Tak jak wszelkie inne proteiny doskonale odbudowuje i uelastycznia strukturę włosa. Kolagen jest niezbędny do prawidłowego wzrostu kosmyków, dlatego jest podstawowym składnikiem kosmetyków dedykowanych osobom borykającym się z wypadaniem pasm.

Olejki

Najczęściej w popularnych kosmetykach znajdziesz olejki jojoba lub z awokado. Składniki te chronią włosy przed przesuszaniem, nadają im połysk i zabezpieczają przed działaniem słońca oraz wolnych rodników.

Witaminy

Najważniejsze dla włosów są witaminy A, E, H, F, C i te z grupy B. Są one niezbędne do prawidłowego wzrostu kosmyków. Pamiętaj jednak, że witaminy powinnaś wprowadzać do swojego organizmu przede wszystkim od wewnątrz, czyli w ramach zdrowej diety.

Pantenol

Jeden z najpopularniejszych składników kosmetyków pielęgnacyjnych do włosów. To prowitamina B5, która ma zbawienny wpływ na kosmyki i skórę głowy, chroniąc ją przed stanami zapalnymi. Nawilża włosy, zapobiega rozdwajaniu końcówek, ułatwia też rozczesywanie.

Retinol  

To witamina A. Znajdziesz ją głównie w kosmetykach mających przeciwdziałać wypadaniu włosów oraz służących do zabezpieczania pasm przed promieniowaniem słonecznym.

Czego warto unikać?

To także zależy od kondycji Twoich włosów. Jeśli masz bardzo delikatne, kruche, cienkie pasma, to ogranicz stosowanie szamponów z silnymi detergentami – w ich składzie znajdziesz przede wszystkim SLS. Do codziennej pielęgnacji wybieraj wówczas szampony z delikatniejszymi detergentami – np. Coco Glucoside czy Coco Betaine.

Rada

Cienkie i rzadkie kosmyki nie powinny też być pielęgnowane kosmetykami z dużą zawartością silikonu, które nadmiernie je obciążają.

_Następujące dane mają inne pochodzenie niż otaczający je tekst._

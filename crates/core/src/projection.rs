//! Projection of catalog records into preview cards and detail views.

use serde::Serialize;

use crate::catalog::CatalogRecord;
use crate::endpoint::CatalogEndpoint;
use crate::query::search_url;

/// A labelled header value (`Title`, `Dated`).
#[derive(Debug, Clone, PartialEq, Eq, Serialize)]
pub struct FieldPair {
    pub name: String,
    pub value: Option<String>,
}

/// A fact that triggers a new filtered search when followed.
#[derive(Debug, Clone, PartialEq, Eq, Serialize)]
pub struct FactLink {
    /// Fact name as displayed, e.g. `Person` or `Culture`.
    pub field: String,
    pub value: String,
    pub url: String,
}

impl FactLink {
    /// Query label shown after following this link.
    #[must_use]
    pub fn label(&self) -> String {
        format!("{} & {}", self.field, self.value)
    }
}

#[derive(Debug, Clone, PartialEq, Eq, Serialize)]
#[serde(tag = "kind", rename_all = "lowercase")]
pub enum FactContent {
    Text { text: String },
    Search(FactLink),
    Mail { address: String, href: String },
}

impl FactContent {
    /// Text shown for the fact regardless of its kind.
    #[must_use]
    pub fn display_text(&self) -> &str {
        match self {
            Self::Text { text } => text,
            Self::Search(link) => &link.value,
            Self::Mail { address, .. } => address,
        }
    }

    #[must_use]
    pub const fn as_link(&self) -> Option<&FactLink> {
        match self {
            Self::Search(link) => Some(link),
            _ => None,
        }
    }
}

/// One labelled row of the detail view.
#[derive(Debug, Clone, PartialEq, Eq, Serialize)]
pub struct FactRow {
    pub title: String,
    pub content: FactContent,
}

/// Everything the detail view shows for one record.
#[derive(Debug, Clone, PartialEq, Eq, Serialize)]
pub struct RecordProjection {
    pub header_fields: Vec<FieldPair>,
    pub fact_rows: Vec<FactRow>,
    pub images: Vec<String>,
}

impl RecordProjection {
    /// Followable search links in row order.
    pub fn links(&self) -> impl Iterator<Item = &FactLink> {
        self.fact_rows.iter().filter_map(|row| row.content.as_link())
    }
}

/// A result-list card.
#[derive(Debug, Clone, PartialEq, Eq, Serialize)]
pub struct PreviewCard {
    pub image: String,
    pub heading: String,
    pub description: String,
}

/// How a fact row is rendered.
#[derive(Clone, Copy)]
enum FactKind {
    Plain,
    Searchable,
    Contact,
}

/// Heading for a record: the title, the parenthesised object number when the
/// title is missing, or both when the title is the literal `Untitled`.
#[must_use]
pub fn display_title(record: &CatalogRecord) -> String {
    let number = format!("({})", record.objectnumber.as_deref().unwrap_or_default());
    match record.title.as_deref() {
        None => number,
        Some("Untitled") => format!("Untitled {number}"),
        Some(title) => title.to_owned(),
    }
}

fn truthy(value: Option<&String>) -> Option<&str> {
    value.map(String::as_str).filter(|v| !v.is_empty())
}

fn fact_row(endpoint: &CatalogEndpoint, name: &str, value: &str, kind: FactKind) -> FactRow {
    let content = match kind {
        FactKind::Plain => FactContent::Text { text: value.to_owned() },
        FactKind::Searchable => FactContent::Search(FactLink {
            field: name.to_owned(),
            value: value.to_owned(),
            url: search_url(endpoint, name, value),
        }),
        FactKind::Contact => {
            FactContent::Mail { address: value.to_owned(), href: format!("mailto:{value}") }
        },
    };
    FactRow { title: name.to_owned(), content }
}

/// Build the detail view of a record.
#[must_use]
pub fn project_record(endpoint: &CatalogEndpoint, record: &CatalogRecord) -> RecordProjection {
    let header_fields = vec![
        FieldPair { name: "Title".to_owned(), value: Some(display_title(record)) },
        FieldPair { name: "Dated".to_owned(), value: record.dated.clone() },
    ];

    let before_people = [
        ("Description", &record.description, FactKind::Plain),
        ("Culture", &record.culture, FactKind::Searchable),
        ("Style", &record.style, FactKind::Plain),
        ("Technique", &record.technique, FactKind::Searchable),
        ("Medium", &record.medium, FactKind::Searchable),
        ("Dimensions", &record.dimensions, FactKind::Plain),
    ];
    let after_people = [
        ("Department", &record.department, FactKind::Plain),
        ("Division", &record.division, FactKind::Plain),
        ("Contact", &record.contact, FactKind::Contact),
        ("Credit", &record.creditline, FactKind::Plain),
    ];

    let mut fact_rows = Vec::new();
    for (name, value, kind) in before_people {
        if let Some(value) = truthy(value.as_ref()) {
            fact_rows.push(fact_row(endpoint, name, value, kind));
        }
    }
    for person in record.people.iter().flatten() {
        fact_rows.push(fact_row(endpoint, "Person", &person.displayname, FactKind::Searchable));
    }
    for (name, value, kind) in after_people {
        if let Some(value) = truthy(value.as_ref()) {
            fact_rows.push(fact_row(endpoint, name, value, kind));
        }
    }

    let images =
        record.images.iter().flatten().map(|image| image.baseimageurl.clone()).collect();

    RecordProjection { header_fields, fact_rows, images }
}

/// Build the result-list card of a record.
#[must_use]
pub fn project_preview(record: &CatalogRecord) -> PreviewCard {
    PreviewCard {
        image: record.primaryimageurl.clone().unwrap_or_default(),
        heading: display_title(record),
        description: record.description.clone().unwrap_or_default(),
    }
}

#[cfg(test)]
mod tests {
    use super::*;
    use crate::catalog::{Image, Person};

    fn endpoint() -> CatalogEndpoint {
        CatalogEndpoint::new("https://h", "k")
    }

    fn titles(projection: &RecordProjection) -> Vec<&str> {
        projection.fact_rows.iter().map(|row| row.title.as_str()).collect()
    }

    #[test]
    fn test_null_title_uses_object_number() {
        let record = CatalogRecord {
            objectnumber: Some("1943.2".to_owned()),
            ..CatalogRecord::default()
        };
        let projection = project_record(&endpoint(), &record);
        assert_eq!(projection.header_fields[0].value.as_deref(), Some("(1943.2)"));
    }

    #[test]
    fn test_untitled_appends_object_number() {
        let record = CatalogRecord {
            title: Some("Untitled".to_owned()),
            objectnumber: Some("77.5".to_owned()),
            ..CatalogRecord::default()
        };
        assert_eq!(display_title(&record), "Untitled (77.5)");
    }

    #[test]
    fn test_regular_title_kept() {
        let record = CatalogRecord {
            title: Some("Water Lilies".to_owned()),
            objectnumber: Some("1.1".to_owned()),
            dated: Some("1907".to_owned()),
            ..CatalogRecord::default()
        };
        let projection = project_record(&endpoint(), &record);
        assert_eq!(
            projection.header_fields,
            vec![
                FieldPair { name: "Title".to_owned(), value: Some("Water Lilies".to_owned()) },
                FieldPair { name: "Dated".to_owned(), value: Some("1907".to_owned()) },
            ]
        );
    }

    #[test]
    fn test_one_person_row_per_person() {
        let record = CatalogRecord {
            people: Some(vec![
                Person { displayname: "A".to_owned() },
                Person { displayname: "B".to_owned() },
            ]),
            ..CatalogRecord::default()
        };
        let projection = project_record(&endpoint(), &record);
        assert_eq!(titles(&projection), vec!["Person", "Person"]);

        let links: Vec<_> = projection.links().collect();
        assert_eq!(links.len(), 2);
        assert_eq!(links[0].value, "A");
        assert_eq!(links[0].url, "https://h/object?apikey=k&person=A");
        assert_eq!(links[1].value, "B");
        assert_eq!(links[1].url, "https://h/object?apikey=k&person=B");
    }

    #[test]
    fn test_empty_values_are_omitted_and_order_fixed() {
        let record = CatalogRecord {
            description: Some(String::new()),
            culture: Some("Japanese".to_owned()),
            style: None,
            technique: Some("Woodblock".to_owned()),
            medium: Some("Ink and color on paper".to_owned()),
            dimensions: Some("25 x 37 cm".to_owned()),
            people: Some(vec![Person { displayname: "Hokusai".to_owned() }]),
            department: Some("Asian Art".to_owned()),
            division: Some("Asian and Mediterranean Art".to_owned()),
            contact: Some("am_asian@harvard.edu".to_owned()),
            creditline: Some("Gift of X".to_owned()),
            ..CatalogRecord::default()
        };
        let projection = project_record(&endpoint(), &record);
        assert_eq!(
            titles(&projection),
            vec![
                "Culture",
                "Technique",
                "Medium",
                "Dimensions",
                "Person",
                "Department",
                "Division",
                "Contact",
                "Credit"
            ]
        );
    }

    #[test]
    fn test_field_rendering_rules() {
        let record = CatalogRecord {
            culture: Some("Dutch".to_owned()),
            style: Some("Baroque".to_owned()),
            contact: Some("info@museum.org".to_owned()),
            ..CatalogRecord::default()
        };
        let projection = project_record(&endpoint(), &record);

        assert_eq!(
            projection.fact_rows[0].content,
            FactContent::Search(FactLink {
                field: "Culture".to_owned(),
                value: "Dutch".to_owned(),
                url: "https://h/object?apikey=k&culture=Dutch".to_owned(),
            })
        );
        assert_eq!(projection.fact_rows[1].content, FactContent::Text { text: "Baroque".to_owned() });
        assert_eq!(
            projection.fact_rows[2].content,
            FactContent::Mail {
                address: "info@museum.org".to_owned(),
                href: "mailto:info@museum.org".to_owned()
            }
        );
        assert_eq!(projection.links().count(), 1);
    }

    #[test]
    fn test_images_in_source_order() {
        let record = CatalogRecord {
            images: Some(vec![
                Image { baseimageurl: "https://img/1".to_owned() },
                Image { baseimageurl: "https://img/2".to_owned() },
            ]),
            ..CatalogRecord::default()
        };
        let projection = project_record(&endpoint(), &record);
        assert_eq!(projection.images, vec!["https://img/1", "https://img/2"]);
        assert!(project_record(&endpoint(), &CatalogRecord::default()).images.is_empty());
    }

    #[test]
    fn test_preview_card_defaults() {
        let record = CatalogRecord {
            title: Some("Untitled".to_owned()),
            objectnumber: Some("3.3".to_owned()),
            ..CatalogRecord::default()
        };
        assert_eq!(
            project_preview(&record),
            PreviewCard {
                image: String::new(),
                heading: "Untitled (3.3)".to_owned(),
                description: String::new(),
            }
        );
    }

    #[test]
    fn test_fact_link_label() {
        let link = FactLink {
            field: "Medium".to_owned(),
            value: "Oil on canvas".to_owned(),
            url: String::new(),
        };
        assert_eq!(link.label(), "Medium & Oil on canvas");
    }
}
//! Executes handler commands against the remote catalog.

use artsearch_core::{BrowseState, Command, FetchPlan, RecordProjection, UserAction};

use crate::client::CatalogClient;

/// What a dispatched action changed.
#[derive(Debug, Clone, PartialEq, Eq)]
pub enum Outcome {
    /// Displayed records, navigation (and possibly the label) were replaced.
    Updated,
    Detail(Box<RecordProjection>),
    /// The action had nothing to do.
    Unchanged,
    /// The fetch failed and was logged; displayed state is untouched.
    FetchFailed,
}

/// A browsing session: one client plus what is currently displayed.
#[derive(Debug)]
pub struct Session {
    client: CatalogClient,
    state: BrowseState,
}

impl Session {
    #[must_use]
    pub fn new(client: CatalogClient) -> Self {
        Self { client, state: BrowseState::new() }
    }

    #[must_use]
    pub const fn state(&self) -> &BrowseState {
        &self.state
    }

    #[must_use]
    pub const fn client(&self) -> &CatalogClient {
        &self.client
    }

    /// Run one user action to completion. Network failures never escape.
    pub async fn dispatch(&mut self, action: &UserAction) -> Outcome {
        match self.state.handle(self.client.endpoint(), action) {
            Command::Ignore => Outcome::Unchanged,
            Command::ShowDetail(projection) => Outcome::Detail(projection),
            Command::Fetch(plan) => self.fetch(&plan).await,
        }
    }

    /// Fetch an arbitrary listing URL verbatim, e.g. a stored page cursor.
    pub async fn open_url(&mut self, url: &str) -> Outcome {
        let plan = FetchPlan { url: url.to_owned(), label: None };
        self.fetch(&plan).await
    }

    async fn fetch(&mut self, plan: &FetchPlan) -> Outcome {
        match self.client.fetch_envelope(&plan.url).await {
            Ok(envelope) => {
                tracing::debug!(records = envelope.records.len(), "applying response");
                self.state.apply_envelope(plan, envelope);
                Outcome::Updated
            },
            Err(e) => {
                tracing::error!(error = %e, "catalog request failed");
                Outcome::FetchFailed
            },
        }
    }
}
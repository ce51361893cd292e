//! HTTP access to the museum catalog
//!
//! [`CatalogClient`] performs the requests, [`ReferenceCache`] keeps the
//! classification and century lists, and [`Session`] drives a browsing session
//! from user actions.

mod client;
mod error;
mod observer;
mod reference_cache;
mod session;

#[cfg(test)]
mod tests;

pub use client::{CatalogClient, truncate};
pub use error::ClientError;
pub use observer::{FetchObserver, NoopObserver};
pub use reference_cache::{ReferenceCache, ReferenceLists};
pub use session::{Outcome, Session};
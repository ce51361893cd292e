pub(crate) mod browse;
pub(crate) mod lists;
pub(crate) mod search;

use std::io::Write;
use std::sync::Arc;
use std::time::Duration;

use anyhow::Result;
use artsearch_client::{CatalogClient, FetchObserver};
use artsearch_core::Settings;

/// Prints a loading notice on stderr while a request is in flight.
pub(crate) struct LoadingIndicator;

impl FetchObserver for LoadingIndicator {
    fn on_fetch_start(&self, _url: &str) {
        let mut stderr = std::io::stderr();
        let _ = write!(stderr, "Loading...");
        let _ = stderr.flush();
    }

    fn on_fetch_end(&self, _url: &str) {
        let _ = write!(std::io::stderr(), "\r\x1b[K");
    }
}

pub(crate) fn build_client(settings: &Settings, interactive: bool) -> Result<CatalogClient> {
    let endpoint = settings.endpoint()?;
    let client = CatalogClient::new(endpoint, Duration::from_secs(settings.timeout_secs))?;
    Ok(if interactive { client.with_observer(Arc::new(LoadingIndicator)) } else { client })
}
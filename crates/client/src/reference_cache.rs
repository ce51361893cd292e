//! Reference lists served from a persistent store, fetched once on first use.

use std::collections::HashMap;
use std::sync::Mutex;

use artsearch_core::{KeyValueStore, ReferenceKind, ReferenceList};
use serde::Serialize;

use crate::client::CatalogClient;
use crate::error::ClientError;

/// Outcome of [`ReferenceCache::init`]. A kind whose fetch failed is `None`.
#[derive(Debug, Clone, Default, PartialEq, Serialize)]
pub struct ReferenceLists {
    pub classifications: Option<ReferenceList>,
    pub centuries: Option<ReferenceList>,
}

impl ReferenceLists {
    #[must_use]
    pub const fn get(&self, kind: ReferenceKind) -> Option<&ReferenceList> {
        match kind {
            ReferenceKind::Classifications => self.classifications.as_ref(),
            ReferenceKind::Centuries => self.centuries.as_ref(),
        }
    }
}

/// Cache of the classification and century lists.
///
/// Once a list is loaded it is never refetched or invalidated for the life of
/// the cache, even if persisting it failed.
pub struct ReferenceCache<'a, S> {
    client: &'a CatalogClient,
    store: S,
    loaded: Mutex<HashMap<ReferenceKind, ReferenceList>>,
}

impl<'a, S: KeyValueStore> ReferenceCache<'a, S> {
    pub fn new(client: &'a CatalogClient, store: S) -> Self {
        Self { client, store, loaded: Mutex::new(HashMap::new()) }
    }

    /// Load both lists concurrently. Either may fail without affecting the
    /// other; failures are logged.
    pub async fn init(&self) -> ReferenceLists {
        let (classifications, centuries) = tokio::join!(
            self.get(ReferenceKind::Classifications),
            self.get(ReferenceKind::Centuries)
        );
        ReferenceLists {
            classifications: settle(ReferenceKind::Classifications, classifications),
            centuries: settle(ReferenceKind::Centuries, centuries),
        }
    }

    /// Return the list for `kind`: from memory if already loaded, else from
    /// the store, else fetched from the remote service and persisted.
    ///
    /// # Errors
    /// Returns an error if the list is not loaded or stored and the remote
    /// fetch fails.
    pub async fn get(&self, kind: ReferenceKind) -> Result<ReferenceList, ClientError> {
        if let Some(list) = self.remembered(kind) {
            return Ok(list);
        }

        if let Some(list) = self.load(kind) {
            tracing::debug!(%kind, entries = list.len(), "reference list served from store");
            return Ok(self.remember(kind, list));
        }

        let list = self.client.fetch_reference_list(kind).await?;
        tracing::info!(%kind, entries = list.len(), "fetched reference list");
        if let Err(e) = self.persist(kind, &list) {
            tracing::warn!(%kind, error = %e, "failed to persist reference list");
        }
        Ok(self.remember(kind, list))
    }

    fn remembered(&self, kind: ReferenceKind) -> Option<ReferenceList> {
        let loaded = self.loaded.lock().unwrap_or_else(std::sync::PoisonError::into_inner);
        loaded.get(&kind).cloned()
    }

    /// Keep the first list loaded for `kind`; later loads yield that one.
    fn remember(&self, kind: ReferenceKind, list: ReferenceList) -> ReferenceList {
        let mut loaded = self.loaded.lock().unwrap_or_else(std::sync::PoisonError::into_inner);
        loaded.entry(kind).or_insert(list).clone()
    }

    fn load(&self, kind: ReferenceKind) -> Option<ReferenceList> {
        let raw = match self.store.get(kind.store_key()) {
            Ok(raw) => raw?,
            Err(e) => {
                tracing::warn!(%kind, error = %e, "failed to read stored reference list");
                return None;
            },
        };
        match serde_json::from_str(&raw) {
            Ok(list) => Some(list),
            Err(e) => {
                tracing::warn!(%kind, error = %e, "stored reference list is corrupt, refetching");
                None
            },
        }
    }

    fn persist(&self, kind: ReferenceKind, list: &ReferenceList) -> Result<(), ClientError> {
        let raw = serde_json::to_string(list).map_err(artsearch_core::CatalogError::from)?;
        self.store.put(kind.store_key(), &raw)?;
        Ok(())
    }
}

fn settle(kind: ReferenceKind, result: Result<ReferenceList, ClientError>) -> Option<ReferenceList> {
    match result {
        Ok(list) => Some(list),
        Err(e) => {
            tracing::error!(%kind, error = %e, "failed to load reference list");
            None
        },
    }
}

Uważaj także na stosowanie kosmetyków profesjonalnych, które są dedykowane do użytku w salonach fryzjerskich. W ich składzie często można znaleźć kwasy – nieumiejętne nałożenie takiego kosmetyku może skończyć się nawet poparzeniami.

Przy wyborze kosmetyków do włosów nie warto kierować się tylko ceną, bo ona z reguły odzwierciedla jakość preparatu. Nie daj się też omamić reklamami czy promocjami. Wybierz takie kosmetyki, do których działania masz pełne przekonanie – swój wybór możesz także skonsultować z zaufanym fryzjerem lub trychologiem.